Top of Record set
//! Impure I/O for the MQTT transport
//!
//! A background driver task owns the rumqttc event loop and dispatches
//! connection events to the session; the transport handle only issues
//! requests and never blocks on the event loop.

use super::connection::{configure_mqtt_options, BrokerEndpoint, LinkState, MqttError};
use super::ledger::{PendingSubscribe, RequestLedger};
use super::router::{route_event, EventRoute};
use crate::config::SessionConfig;
use crate::session::{ActionListener, ActionResult, DeliveryTracker};
use crate::transport::{
    ConnectOptions, ConnectionEvents, DeliveryToken, InboundMessage, Message, QoS, Transport,
};
use async_trait::async_trait;
use rumqttc::v5::mqttbytes::v5::Packet;
use rumqttc::v5::{AsyncClient, Event, EventLoop};
use rumqttc::Outgoing;
use std::sync::{Arc, Mutex, MutexGuard};
use std::time::Duration;
use tokio::sync::{mpsc, watch};
use tokio::task::JoinHandle;
use tokio::time::Instant;
use tracing::{debug, error, info, trace, warn};

/// Capacity of rumqttc's request channel
const REQUEST_CAPACITY: usize = 64;

/// How long a clean DISCONNECT may take on shutdown
const DISCONNECT_GRACE: Duration = Duration::from_secs(1);

enum DriverCommand {
    Connect(ConnectOptions),
    Shutdown,
}

/// Connection notices, delivered to the session in the order the driver saw them
enum Notice {
    Connected,
    Lost(String),
}

/// Client handle and request bookkeeping shared with the driver
#[derive(Default)]
struct Link {
    client: Option<AsyncClient>,
    ledger: RequestLedger,
}

/// rumqttc based transport
pub struct MqttTransport {
    client_id: String,
    endpoint: BrokerEndpoint,
    link: Arc<Mutex<Link>>,
    state_tx: Arc<watch::Sender<LinkState>>,
    state_rx: watch::Receiver<LinkState>,
    command_tx: mpsc::UnboundedSender<DriverCommand>,
    command_rx: Mutex<Option<mpsc::UnboundedReceiver<DriverCommand>>>,
    inbound: Arc<Mutex<Option<mpsc::Sender<InboundMessage>>>>,
    driver_handle: Mutex<Option<JoinHandle<()>>>,
}

impl MqttTransport {
    pub fn new(client_id: impl Into<String>, endpoint: BrokerEndpoint) -> Self {
        let (state_tx, state_rx) = watch::channel(LinkState::Idle);
        let (command_tx, command_rx) = mpsc::unbounded_channel();

        Self {
            client_id: client_id.into(),
            endpoint,
            link: Arc::new(Mutex::new(Link::default())),
            state_tx: Arc::new(state_tx),
            state_rx,
            command_tx,
            command_rx: Mutex::new(Some(command_rx)),
            inbound: Arc::new(Mutex::new(None)),
            driver_handle: Mutex::new(None),
        }
    }

    /// Build a transport from configuration, resolving the client id
    pub fn from_config(config: &SessionConfig) -> Result<Self, MqttError> {
        let endpoint = BrokerEndpoint::from_config(config)?;
        Ok(Self::new(config.resolve_client_id(), endpoint))
    }

    /// Spawn the event loop driver that reports to `events`.
    ///
    /// Must be called once, from within a tokio runtime.
    pub fn start(&self, events: Arc<dyn ConnectionEvents>) -> Result<(), MqttError> {
        let commands = lock(&self.command_rx)
            .take()
            .ok_or(MqttError::DriverAlreadyStarted)?;

        // Subscribing from `connected` issues requests the driver must keep
        // polling for, so notices run on their own task
        let (notices, pending_notices) = mpsc::unbounded_channel();
        tokio::spawn(dispatch_notices(events.clone(), pending_notices));

        let driver = Driver {
            client_id: self.client_id.clone(),
            endpoint: self.endpoint.clone(),
            link: self.link.clone(),
            state_tx: self.state_tx.clone(),
            inbound: self.inbound.clone(),
            events,
            notices,
            commands,
        };

        info!(
            client_id = %self.client_id,
            host = %self.endpoint.host,
            port = self.endpoint.port,
            "Starting MQTT driver"
        );
        *lock(&self.driver_handle) = Some(tokio::spawn(driver.run()));
        Ok(())
    }

    /// Forward messages arriving on subscribed topics to `sender`
    pub fn set_inbound_sender(&self, sender: mpsc::Sender<InboundMessage>) {
        *lock(&self.inbound) = Some(sender);
    }

    pub fn link_state(&self) -> LinkState {
        self.state_rx.borrow().clone()
    }

    /// Watch link state changes
    pub fn subscribe_link_state(&self) -> watch::Receiver<LinkState> {
        self.state_rx.clone()
    }

    fn connected_client(&self) -> Result<AsyncClient, MqttError> {
        let state = self.link_state();
        if state != LinkState::Connected {
            return Err(MqttError::NotConnected { state });
        }
        lock(&self.link)
            .client
            .clone()
            .ok_or(MqttError::NotConnected { state })
    }
}

#[async_trait]
impl Transport for MqttTransport {
    type Error = MqttError;

    fn client_id(&self) -> &str {
        &self.client_id
    }

    async fn connect(&self, options: &ConnectOptions) -> Result<(), MqttError> {
        if self.link_state() == LinkState::Closed {
            return Err(MqttError::Disposed);
        }
        self.command_tx
            .send(DriverCommand::Connect(options.clone()))
            .map_err(|_| MqttError::Disposed)
    }

    async fn subscribe(
        &self,
        topic: &str,
        qos: QoS,
        listener: Arc<dyn ActionListener>,
    ) -> Result<(), MqttError> {
        let client = self.connected_client()?;

        // Hold the link while issuing so the ledger sees requests in send order
        let mut link = lock(&self.link);
        client
            .try_subscribe(topic, qos)
            .map_err(|e| MqttError::RequestRejected(Box::new(e)))?;
        link.ledger.enqueue_subscribe(PendingSubscribe {
            topic: topic.to_string(),
            listener,
        });
        Ok(())
    }

    async fn publish(&self, message: Message) -> Result<DeliveryToken, MqttError> {
        let client = self.connected_client()?;
        let token = DeliveryToken::new(
            message.topic.clone(),
            Arc::new(DeliveryTracker::new("Delivery")),
        );

        let mut link = lock(&self.link);
        client
            .try_publish(message.topic, message.qos, message.retain, message.payload)
            .map_err(|e| MqttError::RequestRejected(Box::new(e)))?;
        link.ledger.enqueue_publish(token.clone());
        Ok(token)
    }

    fn is_connected(&self) -> bool {
        self.link_state() == LinkState::Connected
    }

    async fn shutdown(&self) -> Result<(), MqttError> {
        // The driver may already be gone; either way the link ends Closed
        let _ = self.command_tx.send(DriverCommand::Shutdown);

        let handle = lock(&self.driver_handle).take();
        if let Some(handle) = handle {
            match tokio::time::timeout(DISCONNECT_GRACE * 2, handle).await {
                Ok(Ok(())) => info!("MQTT driver shut down gracefully"),
                Ok(Err(e)) if !e.is_cancelled() => warn!("MQTT driver ended with error: {}", e),
                Ok(Err(_)) => {}
                Err(_) => warn!("MQTT driver did not stop in time"),
            }
        }

        let _ = self.state_tx.send(LinkState::Closed);
        Ok(())
    }
}

impl Drop for MqttTransport {
    fn drop(&mut self) {
        if let Some(handle) = lock(&self.driver_handle).take() {
            handle.abort();
        }
    }
}

/// Outcome of waiting for ConnAck
enum Handshake {
    Acknowledged,
    Failed(String),
    Shutdown,
}

/// Owns the event loop; the only place rumqttc is polled
struct Driver {
    client_id: String,
    endpoint: BrokerEndpoint,
    link: Arc<Mutex<Link>>,
    state_tx: Arc<watch::Sender<LinkState>>,
    inbound: Arc<Mutex<Option<mpsc::Sender<InboundMessage>>>>,
    events: Arc<dyn ConnectionEvents>,
    notices: mpsc::UnboundedSender<Notice>,
    commands: mpsc::UnboundedReceiver<DriverCommand>,
}

impl Driver {
    async fn run(mut self) {
        while let Some(command) = self.commands.recv().await {
            match command {
                DriverCommand::Connect(options) => {
                    if !self.run_connection(options).await {
                        break;
                    }
                }
                DriverCommand::Shutdown => break,
            }
        }

        self.fail_pending("transport shut down");
        lock(&self.link).client = None;
        let _ = self.state_tx.send(LinkState::Closed);
        info!(client_id = %self.client_id, "MQTT driver stopped");
    }

    /// One connection from connect request to loss.
    /// Returns false when the driver must stop.
    async fn run_connection(&mut self, options: ConnectOptions) -> bool {
        let mqtt_options = configure_mqtt_options(&self.client_id, &self.endpoint, &options);
        let (client, mut event_loop) = AsyncClient::new(mqtt_options, REQUEST_CAPACITY);
        {
            let mut link = lock(&self.link);
            link.client = Some(client);
            link.ledger = RequestLedger::new();
        }
        let _ = self.state_tx.send(LinkState::Connecting);
        debug!(client_id = %self.client_id, "Connecting to broker");

        match self
            .await_connack(&mut event_loop, options.connect_timeout)
            .await
        {
            Handshake::Acknowledged => {}
            Handshake::Failed(reason) => {
                lock(&self.link).client = None;
                let _ = self.state_tx.send(LinkState::Disconnected(reason.clone()));
                let result = ActionResult::untracked().with_reason(reason);
                // Fatal outcomes are already with the supervisor
                let _ = self.events.on_failure(&result);
                return true;
            }
            Handshake::Shutdown => {
                Self::disconnect_gracefully(&self.link, &mut event_loop).await;
                return false;
            }
        }

        let _ = self.state_tx.send(LinkState::Connected);
        self.events.on_success(&ActionResult::untracked());

        let _ = self.notices.send(Notice::Connected);

        loop {
            tokio::select! {
                command = self.commands.recv() => match command {
                    Some(DriverCommand::Connect(_)) => {
                        debug!("Connect requested while connected, ignoring");
                    }
                    Some(DriverCommand::Shutdown) | None => {
                        Self::disconnect_gracefully(&self.link, &mut event_loop).await;
                        return false;
                    }
                },
                polled = event_loop.poll() => match polled {
                    Ok(event) => self.handle_event(event),
                    Err(e) => {
                        let reason = e.to_string();
                        error!(client_id = %self.client_id, "MQTT event loop error: {}", reason);
                        lock(&self.link).client = None;
                        self.fail_pending(&reason);
                        let _ = self.state_tx.send(LinkState::Disconnected(reason.clone()));
                        let _ = self.notices.send(Notice::Lost(reason));
                        return true;
                    }
                }
            }
        }
    }

    async fn await_connack(&mut self, event_loop: &mut EventLoop, timeout: Duration) -> Handshake {
        let deadline = Instant::now() + timeout;
        loop {
            tokio::select! {
                command = self.commands.recv() => match command {
                    Some(DriverCommand::Connect(_)) => {
                        debug!("Connect already in progress, ignoring");
                    }
                    Some(DriverCommand::Shutdown) | None => return Handshake::Shutdown,
                },
                polled = tokio::time::timeout_at(deadline, event_loop.poll()) => match polled {
                    Ok(Ok(Event::Incoming(Packet::ConnAck(_)))) => return Handshake::Acknowledged,
                    Ok(Ok(other)) => trace!("Event before ConnAck: {:?}", other),
                    Ok(Err(e)) => return Handshake::Failed(e.to_string()),
                    Err(_) => {
                        return Handshake::Failed(
                            "ConnAck timeout - no connection confirmation received".to_string(),
                        )
                    }
                }
            }
        }
    }

    fn handle_event(&self, event: Event) {
        match route_event(&event) {
            EventRoute::MessageReceived {
                topic,
                payload,
                retain,
            } => self.forward_inbound(InboundMessage {
                topic,
                payload,
                retain,
                received_at: chrono::Utc::now(),
            }),
            EventRoute::Disconnected => {
                warn!(client_id = %self.client_id, "Broker sent DISCONNECT");
            }
            EventRoute::ConnectionAcknowledged => {
                debug!("Unexpected ConnAck on established connection");
            }
            EventRoute::InfrastructureEvent(event_str) => {
                trace!(target: "mqtt_transport", "MQTT event: {}", event_str);
            }
            route => {
                // Listeners run after the link is released
                let completion = lock(&self.link).ledger.resolve(&route);
                if let Some(completion) = completion {
                    completion.notify(self.events.as_ref());
                }
            }
        }
    }

    fn forward_inbound(&self, message: InboundMessage) {
        debug!(
            target: "mqtt_transport",
            topic = %message.topic,
            bytes = message.payload.len(),
            "Received MQTT message"
        );
        let sender = lock(&self.inbound).clone();
        if let Some(sender) = sender {
            if let Err(e) = sender.try_send(message) {
                warn!("Dropping inbound message: {}", e);
            }
        }
    }

    /// Resolve every unresolved request as failed
    fn fail_pending(&self, reason: &str) {
        let completions = lock(&self.link).ledger.fail_all(reason);
        for completion in completions {
            completion.notify(self.events.as_ref());
        }
    }

    async fn disconnect_gracefully(link: &Arc<Mutex<Link>>, event_loop: &mut EventLoop) {
        let client = lock(link).client.take();
        let Some(client) = client else {
            return;
        };
        if client.try_disconnect().is_err() {
            return;
        }

        let flushed = tokio::time::timeout(DISCONNECT_GRACE, async {
            loop {
                match event_loop.poll().await {
                    Ok(Event::Outgoing(Outgoing::Disconnect)) | Err(_) => break,
                    Ok(_) => {}
                }
            }
        })
        .await;

        if flushed.is_err() {
            warn!("Broker did not take DISCONNECT in time");
        }
    }
}

async fn dispatch_notices(
    events: Arc<dyn ConnectionEvents>,
    mut notices: mpsc::UnboundedReceiver<Notice>,
) {
    while let Some(notice) = notices.recv().await {
        match notice {
            Notice::Connected => events.connected("ConnAck received").await,
            Notice::Lost(reason) => events.connection_lost(Some(&reason)),
        }
    }
}

fn lock<T>(mutex: &Mutex<T>) -> MutexGuard<'_, T> {
    mutex.lock().unwrap_or_else(|poisoned| poisoned.into_inner())
}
Bottom of Record set
» **Work to be completed**:
Scan the material for the word "while". Return every line where it is found.

» **Written answer**:
        // Hold the link while issuing so the ledger sees requests in send order
        while let Some(command) = self.commands.recv().await {
                        debug!("Connect requested while connected, ignoring");
    while let Some(notice) = notices.recv().await {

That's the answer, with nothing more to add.